Revolver by The Beatles
Revolver by The Beatles

Tomorrow Never Knows – Revolver

Tomorrow Never Knows on Revolver

There are still a few Beatles songs from their major albums that have not yet made an appearance here. When I initially wrote this in early November of 2020, I referred specifically to the title of the song in this way: “Today, the day before what many are calling the most consequential Presidential election in a long time, if not in the history of the republic, is time to highlight one of them, if only for the title of the song – ‘Tomorrow Never Knows’.”

LSD

A highly experimental, and LSD-enhanced song that came at the end of the B-side of Revolver, it denoted a significant moment in the evolution of the Beatles as a group. But before I discuss the song itself, I should mention that for the longest time the working titles were “The Void” or “Mark 1.”

Ringoism

Then, as noted by Kenneth Womack in his 2014 book The Beatles Encyclopedia: Everything Fab Four, the group recalled an interview Ringo had given during the group’s first concert tour in America, after a female fan had come up and cut off a swatch of Ringo’s hair in DC. His response, which may not have risen to the level of his most famous malapropism – “It’s been a hard day’s night” – was another, now famous malapropism of the phrase “tomorrow never comes.”

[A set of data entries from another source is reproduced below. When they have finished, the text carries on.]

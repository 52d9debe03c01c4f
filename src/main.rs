use std::process::ExitCode;

fn main() -> ExitCode {
    match adquick_lib::run() {
        Ok(()) => ExitCode::SUCCESS,
        Err(err) => {
            eprintln!("adquick: {err:#}");
            ExitCode::FAILURE
        }
    }
}
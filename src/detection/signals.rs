use crate::page::{selectors, Container};

/// Ad evidence read from one player container during one tick.
#[derive(Debug, Clone, Copy, Default, PartialEq, Eq)]
pub struct AdEvidence {
    /// The container carries an ad-showing or ad-interrupting marker.
    pub class_flag: bool,
    /// An ad-only control inside the container is visible.
    pub ui_visible: bool,
    /// An ad-only control is present but its layout could not be measured.
    pub inconclusive: bool,
}

pub fn read_evidence<C: Container + ?Sized>(container: &C) -> AdEvidence {
    let class_flag = container.has_class(selectors::AD_SHOWING_CLASS)
        || container.has_class(selectors::AD_INTERRUPTING_CLASS);

    let mut ui_visible = false;
    let mut inconclusive = false;
    for sel in selectors::AD_ONLY_UI {
        // First match per selector.
        let Some(el) = container.query(sel) else {
            continue;
        };
        match el.state.visibility() {
            Some(true) => {
                ui_visible = true;
                break;
            }
            Some(false) => {}
            None => inconclusive = true,
        }
    }

    AdEvidence {
        class_flag,
        ui_visible,
        inconclusive,
    }
}
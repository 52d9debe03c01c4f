//! Logging macros gated on a per-module `ENABLE_LOGS` flag.
//!
//! Tick-level code runs every 150ms, so each module decides for itself whether
//! its chatter is worth keeping:
//! ```rust,ignore
//! const ENABLE_LOGS: bool = true;
//!
//! use crate::{log_debug, log_info};
//!
//! log_info!("entered ad override");
//! ```

/// Info-level log, compiled out of the hot path when the calling module sets
/// `ENABLE_LOGS = false`.
#[macro_export]
macro_rules! log_info {
    ($($arg:tt)*) => {
        if ENABLE_LOGS {
            log::info!($($arg)*);
        }
    };
}

/// Warn-level counterpart of [`log_info!`].
#[macro_export]
macro_rules! log_warn {
    ($($arg:tt)*) => {
        if ENABLE_LOGS {
            log::warn!($($arg)*);
        }
    };
}

/// Error-level counterpart of [`log_info!`].
#[macro_export]
macro_rules! log_error {
    ($($arg:tt)*) => {
        if ENABLE_LOGS {
            log::error!($($arg)*);
        }
    };
}

/// Debug-level log for swallowed, best-effort failures (rejected writes,
/// interaction steps that threw).
#[macro_export]
macro_rules! log_debug {
    ($($arg:tt)*) => {
        if ENABLE_LOGS {
            log::debug!($($arg)*);
        }
    };
}
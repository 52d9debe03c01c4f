pub mod classifier;
pub mod signals;

pub use classifier::{classify, Verdict};
pub use signals::{read_evidence, AdEvidence};
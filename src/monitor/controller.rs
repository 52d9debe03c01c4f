use serde::Serialize;
use tokio::time::Instant;

use crate::detection::{classify, read_evidence, Verdict};
use crate::page::{Container, Media, Page, PlayerContext};
use crate::{log_debug, log_info, log_warn};

use super::dismissal::{self, ClickGate, Dismissal};
use super::override_ctl;
use super::state::{decide, Mode, ModeKind, OverrideRecord, Step};
use super::OverridePolicy;

const ENABLE_LOGS: bool = true;

#[derive(Debug, Clone, Serialize)]
#[serde(rename_all = "camelCase")]
pub struct MonitorStatus {
    pub mode: ModeKind,
    pub clean_streak: u32,
    pub record: Option<OverrideRecord>,
}

/// What a single tick did.
#[derive(Debug, Clone, Copy, PartialEq, Eq)]
pub enum TickOutcome {
    /// No media element or player container this tick.
    NoPlayer,
    Stepped {
        step: Step,
        dismissal: Option<Dismissal>,
    },
}

/// Owns every piece of cross-tick memory: the mode (with its override
/// record and clean streak) and the click gate.
#[derive(Debug)]
pub struct Monitor {
    policy: OverridePolicy,
    mode: Mode,
    gate: ClickGate,
    /// Record released by the latest tick, until the host confirms the revert.
    restored: Option<OverrideRecord>,
}

impl Monitor {
    pub fn new(policy: OverridePolicy) -> Self {
        Self {
            gate: ClickGate::new(policy.click_gap),
            policy,
            mode: Mode::Normal,
            restored: None,
        }
    }

    pub fn mode(&self) -> &Mode {
        &self.mode
    }

    pub fn status(&self) -> MonitorStatus {
        MonitorStatus {
            mode: self.mode.kind(),
            clean_streak: self.mode.clean_streak(),
            record: self.mode.record().copied(),
        }
    }

    pub fn tick<P: Page + ?Sized>(&mut self, page: &mut P, now: Instant) -> TickOutcome {
        self.restored = None;
        let Some(PlayerContext { media, container }) = page.resolve() else {
            return TickOutcome::NoPlayer;
        };

        let evidence = read_evidence(&*container);
        let verdict: Verdict = classify(&evidence);
        let step = decide(&self.mode, verdict, self.policy.restore_after);
        let mut dismissal = None;

        match step {
            Step::Idle => {}
            Step::Enter => {
                let mut record = OverrideRecord::capture(media.playback_rate(), media.muted());
                override_ctl::apply(&mut *media, self.policy.target_rate, &mut record);
                log_info!(
                    "ad detected ({:?}); saved rate {} muted {}",
                    evidence,
                    record.saved_rate,
                    record.saved_muted
                );
                self.mode = Mode::AdOverride {
                    record,
                    clean_streak: 0,
                };
                dismissal = Some(self.dismiss(&mut *container, now));
            }
            Step::Enforce => {
                if let Mode::AdOverride {
                    record,
                    clean_streak,
                } = &mut self.mode
                {
                    *clean_streak = 0;
                    override_ctl::apply(&mut *media, self.policy.target_rate, record);
                }
                dismissal = Some(self.dismiss(&mut *container, now));
            }
            Step::Count(next) => {
                if let Mode::AdOverride { clean_streak, .. } = &mut self.mode {
                    *clean_streak = next;
                }
            }
            Step::ResetStreak => {
                log_debug!("inconclusive ad evidence; clean streak reset");
                if let Mode::AdOverride { clean_streak, .. } = &mut self.mode {
                    *clean_streak = 0;
                }
            }
            Step::Restore => {
                if let Mode::AdOverride { record, .. } = std::mem::take(&mut self.mode) {
                    override_ctl::revert(&mut *media, &record);
                    self.restored = Some(record);
                    log_info!("ad finished; override released");
                }
            }
        }

        TickOutcome::Stepped { step, dismissal }
    }

    /// Undo an active override immediately, without waiting for a clean
    /// streak. Used when monitoring stops mid-ad.
    pub fn release<P: Page + ?Sized>(&mut self, page: &mut P) -> bool {
        if !matches!(self.mode, Mode::AdOverride { .. }) {
            return false;
        }
        let Some(PlayerContext { media, .. }) = page.resolve() else {
            return false;
        };
        if let Mode::AdOverride { record, .. } = std::mem::take(&mut self.mode) {
            override_ctl::revert(&mut *media, &record);
            self.restored = Some(record);
            log_info!("monitor stopping; override released early");
        }
        true
    }

    /// The host did not land the writes of the last restore. Goes back to
    /// overriding one clean tick short of the threshold, so the next clean
    /// tick reverts again. Returns false when the last tick restored nothing.
    pub fn restore_not_applied(&mut self) -> bool {
        if !matches!(self.mode, Mode::Normal) {
            return false;
        }
        let Some(record) = self.restored.take() else {
            return false;
        };
        log_warn!("restore was not applied by the page; holding the override");
        self.mode = Mode::AdOverride {
            record,
            clean_streak: self.policy.restore_after.saturating_sub(1),
        };
        true
    }

    fn dismiss<C: Container + ?Sized>(&mut self, container: &mut C, now: Instant) -> Dismissal {
        dismissal::attempt(container, self.policy.auto_skip, &mut self.gate, now)
    }
}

                You know – what can you say? Tomorrow never knows.

The phrase never appears in the mystical song, but it stuck as the title.

Timothy Leary

John Lennon wrote this song, and besides some significant LSD usage also leaned heavily on Timothy Leary’s The Psychedelic Experience: A Manual Based on The Tibetan Book of the Dead. Some of the initial verses from the song, including the very first, are direct quotes from Leary’s book:

Turn off your mind, relax and float downstream….

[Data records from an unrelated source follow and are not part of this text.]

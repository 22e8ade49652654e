// SPDX-License-Identifier: MIT
// Copyright (c) 2026 Alfred Jean LLC

//! Subcommand implementations. Each returns the process exit code.

use crate::cli::{EnsureConfigArgs, PatchArgs, ReportFormat, RunArgs};
use crate::exit_codes;
use crate::output_diagnostic::print_warning;
use provardx_nut::capture::CaptureLog;
use provardx_nut::locator::CONFIG_FILE_NAME;
use provardx_nut::nested::{remove_nested, set_nested};
use provardx_nut::{
    ConfigLocator, FixtureError, FixtureStore, HarnessError, RunContext, Runner, Suite,
    SuiteError, SuiteReport, CONFIG_INDENT, PROPERTIES_INDENT,
};
use serde_json::Value;
use std::io::Write;
use std::path::{Path, PathBuf};
use thiserror::Error;

/// Errors that stop a subcommand before it can report.
#[derive(Debug, Error)]
pub enum CliError {
    #[error(transparent)]
    Harness(#[from] HarnessError),

    #[error(transparent)]
    Suite(#[from] SuiteError),

    #[error(transparent)]
    Fixture(#[from] FixtureError),

    #[error("Cannot open capture file {path}: {source}")]
    Capture {
        path: PathBuf,
        source: std::io::Error,
    },

    #[error("Invalid assignment '{0}': expected PATH=VALUE")]
    InvalidAssignment(String),

    #[error("I/O error: {0}")]
    Io(#[from] std::io::Error),

    #[error("Failed to render report: {0}")]
    Report(#[from] serde_json::Error),
}

/// `nut run`
pub fn run<W: Write>(args: &RunArgs, out: &mut W) -> Result<i32, CliError> {
    let suite = Suite::load(&args.suite)?;
    if suite.scenarios.is_empty() {
        print_warning(format_args!("{} has no scenarios", args.suite.display()));
    }

    let workdir = match &args.workdir {
        Some(dir) => dir.clone(),
        None => std::env::current_dir()?,
    };
    let mut ctx = RunContext::new(&args.config_dir, workdir);
    ctx.command = args.command.clone();
    ctx.fail_fast = args.fail_fast;

    let mut runner = Runner::new(suite, ctx)?;
    if let Some(path) = &args.capture {
        let capture = CaptureLog::with_file(path).map_err(|source| CliError::Capture {
            path: path.clone(),
            source,
        })?;
        runner = runner.with_capture(capture);
    }

    let report = runner.run()?;
    write_report(&report, args.format, out)?;

    Ok(if report.all_passed() {
        exit_codes::SUCCESS
    } else {
        exit_codes::FAILED
    })
}

fn write_report<W: Write>(
    report: &SuiteReport,
    format: ReportFormat,
    out: &mut W,
) -> Result<(), CliError> {
    match format {
        ReportFormat::Text => write!(out, "{}", report.to_text())?,
        ReportFormat::Json => writeln!(out, "{}", report.to_json()?)?,
    }
    out.flush()?;
    Ok(())
}

/// `nut ensure-config`
pub fn ensure_config<W: Write>(args: &EnsureConfigArgs, out: &mut W) -> Result<i32, CliError> {
    let locator = match &args.locate {
        Some(pattern) => ConfigLocator::with_pattern(&args.config_dir, pattern, CONFIG_FILE_NAME)?,
        None => ConfigLocator::new(&args.config_dir),
    };
    let handle = locator.ensure_baseline()?;
    writeln!(out, "{}", handle.path().display())?;
    Ok(exit_codes::SUCCESS)
}

/// `nut patch`
///
/// Assignments are parsed before the file is read, so a bad `--set` leaves
/// the file untouched.
pub fn patch(args: &PatchArgs) -> Result<i32, CliError> {
    let assignments = args
        .set
        .iter()
        .map(|raw| parse_assignment(raw))
        .collect::<Result<Vec<_>, _>>()?;
    let indent = args.indent.unwrap_or_else(|| default_indent(&args.file));

    FixtureStore::edit(&args.file, indent, |doc| {
        for path in &args.unset {
            remove_nested(doc, path);
        }
        for (path, value) in assignments {
            set_nested(doc, &path, value);
        }
        Ok::<(), FixtureError>(())
    })?;
    Ok(exit_codes::SUCCESS)
}

/// Split `PATH=VALUE`. VALUE is parsed as JSON; anything that is not valid
/// JSON is taken as a string.
pub fn parse_assignment(raw: &str) -> Result<(String, Value), CliError> {
    let Some((path, value)) = raw.split_once('=') else {
        return Err(CliError::InvalidAssignment(raw.to_string()));
    };
    let path = path.trim();
    if path.is_empty() {
        return Err(CliError::InvalidAssignment(raw.to_string()));
    }
    let value = serde_json::from_str(value).unwrap_or_else(|_| Value::String(value.to_string()));
    Ok((path.to_string(), value))
}

/// The sf config file is written with 4 spaces, everything else with 2.
pub fn default_indent(path: &Path) -> usize {
    if path.file_name().and_then(|n| n.to_str()) == Some(CONFIG_FILE_NAME) {
        CONFIG_INDENT
    } else {
        PROPERTIES_INDENT
    }
}

#[cfg(test)]
#[path = "commands_tests.rs"]
mod tests;
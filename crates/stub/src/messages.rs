// SPDX-License-Identifier: MIT
// Copyright (c) 2026 Alfred Jean LLC

//! Fixed messages and error codes emitted by the stub.

pub const MISSING_FILE: &str = "MISSING_FILE";
pub const MISSING_FILE_ERROR: &str =
    "The properties file has not been loaded or cannot be accessed.";

pub const TEST_RUN_ERROR: &str = "TEST_RUN_ERROR";
pub const TEST_RUN_FAILED: &str = "Test Run completed with failures.";

pub const TEST_RUN_SUCCEEDED: &str = "Test Run completed successfully.";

Lay down all thought, surrender to the void.

Ravi Shankar

All the Beatles, not just John Lennon, joined in the experimentation that made “Tomorrow Never Knows” such a revolutionary piece. Ringo slackened the tuning on his tom-toms and recorded them through an echo chamber. George played the sitar, which he had been studying with master sitar artist Ravi Shankar, and recorded it at varying speeds for playback both forward and backwards; Paul drew on his interest in the electronic music of Karlheinz Stockhausen to encourage all his bandmates to create tape loops of interesting sounds that also could be played forward, backwards, and at different speeds. One of Paul’s loops sounded like a seagull, but really was him laughing and recorded at high speed before playback.

Dalai Lennon

John’s lead vocal required significant experimentation by sound engineer Geoff Emerick, who reported in the Beatles’ Anthology that Lennon said that he wanted his voice

                to sound like the Dalai Lama chanting from a mountaintop, miles away.

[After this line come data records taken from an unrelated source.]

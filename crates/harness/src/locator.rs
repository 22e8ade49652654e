// SPDX-License-Identifier: MIT
// Copyright (c) 2026 Alfred Jean LLC

//! Finding (or creating) the singleton sf config file.

use crate::error::FixtureError;
use crate::fixture::{FixtureStore, CONFIG_INDENT};
use crate::io::{files_in, write_atomic};
use regex::Regex;
use std::path::{Path, PathBuf};

/// File name created when no config file exists.
pub const CONFIG_FILE_NAME: &str = "config.json";

/// Locates the config file inside an injected directory.
///
/// Files are matched by exact name, or against an optional regex pattern.
/// An exact name match wins; otherwise the first match in sorted order is
/// used.
#[derive(Debug, Clone)]
pub struct ConfigLocator {
    dir: PathBuf,
    file_name: String,
    pattern: Option<Regex>,
}

/// A located config file.
#[derive(Debug, Clone, PartialEq, Eq)]
pub struct ConfigHandle {
    path: PathBuf,
    created: bool,
}

impl ConfigHandle {
    pub fn path(&self) -> &Path {
        &self.path
    }

    /// Whether [`ConfigLocator::ensure_baseline`] had to create the file.
    pub fn was_created(&self) -> bool {
        self.created
    }

    /// Open the config for patching.
    pub fn open(&self) -> Result<FixtureStore, FixtureError> {
        FixtureStore::load(&self.path, CONFIG_INDENT)
    }
}

impl ConfigLocator {
    /// Locator for `config.json` in `dir`.
    pub fn new(dir: impl Into<PathBuf>) -> Self {
        Self {
            dir: dir.into(),
            file_name: CONFIG_FILE_NAME.to_string(),
            pattern: None,
        }
    }

    /// Locator for files whose name matches `pattern`; `file_name` is
    /// created when nothing matches.
    pub fn with_pattern(
        dir: impl Into<PathBuf>,
        pattern: &str,
        file_name: impl Into<String>,
    ) -> Result<Self, FixtureError> {
        Ok(Self {
            dir: dir.into(),
            file_name: file_name.into(),
            pattern: Some(Regex::new(pattern)?),
        })
    }

    pub fn dir(&self) -> &Path {
        &self.dir
    }

    /// Find an existing config file without creating one.
    pub fn locate(&self) -> Result<Option<ConfigHandle>, FixtureError> {
        if !self.dir.is_dir() {
            return Err(FixtureError::ConfigDirMissing(self.dir.clone()));
        }

        let mut matches: Vec<PathBuf> = files_in(&self.dir)
            .filter(|p| {
                p.file_name()
                    .and_then(|n| n.to_str())
                    .is_some_and(|n| self.matches(n))
            })
            .collect();
        matches.sort();

        let exact = matches
            .iter()
            .position(|p| p.file_name().and_then(|n| n.to_str()) == Some(self.file_name.as_str()));
        let found = match exact {
            Some(index) => Some(matches.swap_remove(index)),
            None => matches.into_iter().next(),
        };

        Ok(found.map(|path| ConfigHandle {
            path,
            created: false,
        }))
    }

    fn matches(&self, name: &str) -> bool {
        name == self.file_name || self.pattern.as_ref().is_some_and(|r| r.is_match(name))
    }

    /// Locate the config file, writing `{}` if none exists. Idempotent.
    pub fn ensure_baseline(&self) -> Result<ConfigHandle, FixtureError> {
        if let Some(handle) = self.locate()? {
            tracing::debug!(path = %handle.path.display(), "located config");
            return Ok(handle);
        }
        let path = self.dir.join(&self.file_name);
        write_atomic(&path, "{}")?;
        tracing::debug!(path = %path.display(), "created baseline config");
        Ok(ConfigHandle {
            path,
            created: true,
        })
    }
}

#[cfg(test)]
#[path = "locator_tests.rs"]
mod tests;
// SPDX-License-Identifier: MIT
// Copyright (c) 2026 Alfred Jean LLC

//! Tracing setup for the `nut` binary.

use tracing_subscriber::EnvFilter;

/// Environment variable holding the log filter, e.g. `NUT_LOG=provardx_nut=debug`
pub const LOG_ENV: &str = "NUT_LOG";

const DEFAULT_FILTER: &str = "warn";

/// Filter from `directives`, falling back to `warn` when unset or invalid.
pub fn build_filter(directives: Option<&str>) -> EnvFilter {
    directives
        .and_then(|d| EnvFilter::try_new(d).ok())
        .unwrap_or_else(|| EnvFilter::new(DEFAULT_FILTER))
}

/// Install a stderr fmt subscriber filtered by [`LOG_ENV`].
///
/// Stdout stays reserved for reports. A second call is a no-op.
pub fn init_logging() {
    use tracing_subscriber::{fmt, prelude::*};

    let directives = std::env::var(LOG_ENV).ok();
    let filter = build_filter(directives.as_deref());

    let _ = tracing_subscriber::registry()
        .with(filter)
        .with(fmt::layer().with_writer(std::io::stderr).with_target(true))
        .try_init();
}

#[cfg(test)]
#[path = "logging_tests.rs"]
mod tests;
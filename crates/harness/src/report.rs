// SPDX-License-Identifier: MIT
// Copyright (c) 2026 Alfred Jean LLC

//! Per-scenario verdicts and suite summaries.

use serde::Serialize;
use std::time::Duration;

/// Verdict for one scenario
#[derive(Clone, Debug, PartialEq, Eq, Serialize)]
#[serde(tag = "status", rename_all = "snake_case")]
pub enum ScenarioOutcome {
    Passed,
    /// Output mismatch, unexpected exit code, or unparseable JSON output
    Failed { reason: String },
    /// Not run because an earlier scenario failed under fail-fast
    Skipped,
}

/// Result of one scenario
#[derive(Clone, Debug, Serialize)]
pub struct ScenarioResult {
    pub name: String,
    #[serde(flatten)]
    pub outcome: ScenarioOutcome,
    #[serde(skip_serializing_if = "Option::is_none")]
    pub exit_code: Option<i32>,
    #[serde(rename = "duration_ms", serialize_with = "serialize_millis")]
    pub duration: Duration,
}

fn serialize_millis<S>(duration: &Duration, serializer: S) -> Result<S::Ok, S::Error>
where
    S: serde::Serializer,
{
    serializer.serialize_u64(u64::try_from(duration.as_millis()).unwrap_or(u64::MAX))
}

impl ScenarioResult {
    pub fn passed(&self) -> bool {
        self.outcome == ScenarioOutcome::Passed
    }
}

/// Results of a whole suite run, in execution order
#[derive(Clone, Debug, Default, Serialize)]
pub struct SuiteReport {
    pub name: String,
    pub results: Vec<ScenarioResult>,
}

impl SuiteReport {
    pub fn new(name: impl Into<String>) -> Self {
        Self {
            name: name.into(),
            results: Vec::new(),
        }
    }

    pub fn push(&mut self, result: ScenarioResult) {
        self.results.push(result);
    }

    pub fn passed(&self) -> usize {
        self.count(|o| matches!(o, ScenarioOutcome::Passed))
    }

    pub fn failed(&self) -> usize {
        self.count(|o| matches!(o, ScenarioOutcome::Failed { .. }))
    }

    pub fn skipped(&self) -> usize {
        self.count(|o| matches!(o, ScenarioOutcome::Skipped))
    }

    fn count(&self, pred: impl Fn(&ScenarioOutcome) -> bool) -> usize {
        self.results.iter().filter(|r| pred(&r.outcome)).count()
    }

    /// True when nothing failed or was skipped.
    pub fn all_passed(&self) -> bool {
        self.passed() == self.results.len()
    }

    /// Human-readable report, one line per scenario with failure detail indented.
    pub fn to_text(&self) -> String {
        let mut out = String::new();
        if !self.name.is_empty() {
            out.push_str(&format!("suite: {}\n", self.name));
        }
        for result in &self.results {
            match &result.outcome {
                ScenarioOutcome::Passed => out.push_str(&format!("ok - {}\n", result.name)),
                ScenarioOutcome::Skipped => {
                    out.push_str(&format!("skipped - {}\n", result.name))
                }
                ScenarioOutcome::Failed { reason } => {
                    out.push_str(&format!("FAILED - {}\n", result.name));
                    for line in reason.lines() {
                        out.push_str("    ");
                        out.push_str(line);
                        out.push('\n');
                    }
                }
            }
        }
        out.push_str(&format!(
            "\n{} scenarios: {} passed, {} failed, {} skipped\n",
            self.results.len(),
            self.passed(),
            self.failed(),
            self.skipped()
        ));
        out
    }

    pub fn to_json(&self) -> Result<String, serde_json::Error> {
        serde_json::to_string_pretty(self)
    }
}

#[cfg(test)]
#[path = "report_tests.rs"]
mod tests;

As reported in the Anthology, what finally worked, and pleased Lennon greatly, was the directing of his voice track through the rotating speaker of a Leslie cabinet, then through a Hammond organ. Lennon wasn’t the only Beatle excited about the effect; McCartney, upon hearing the track, exclaimed, “It’s the Dalai Lennon!”

Remarkably, for this very, very different song, leaning so heavily on experimental recording techniques, it all came together very quickly: only three takes, and an evening and an afternoon of overdubs for the experimental loops.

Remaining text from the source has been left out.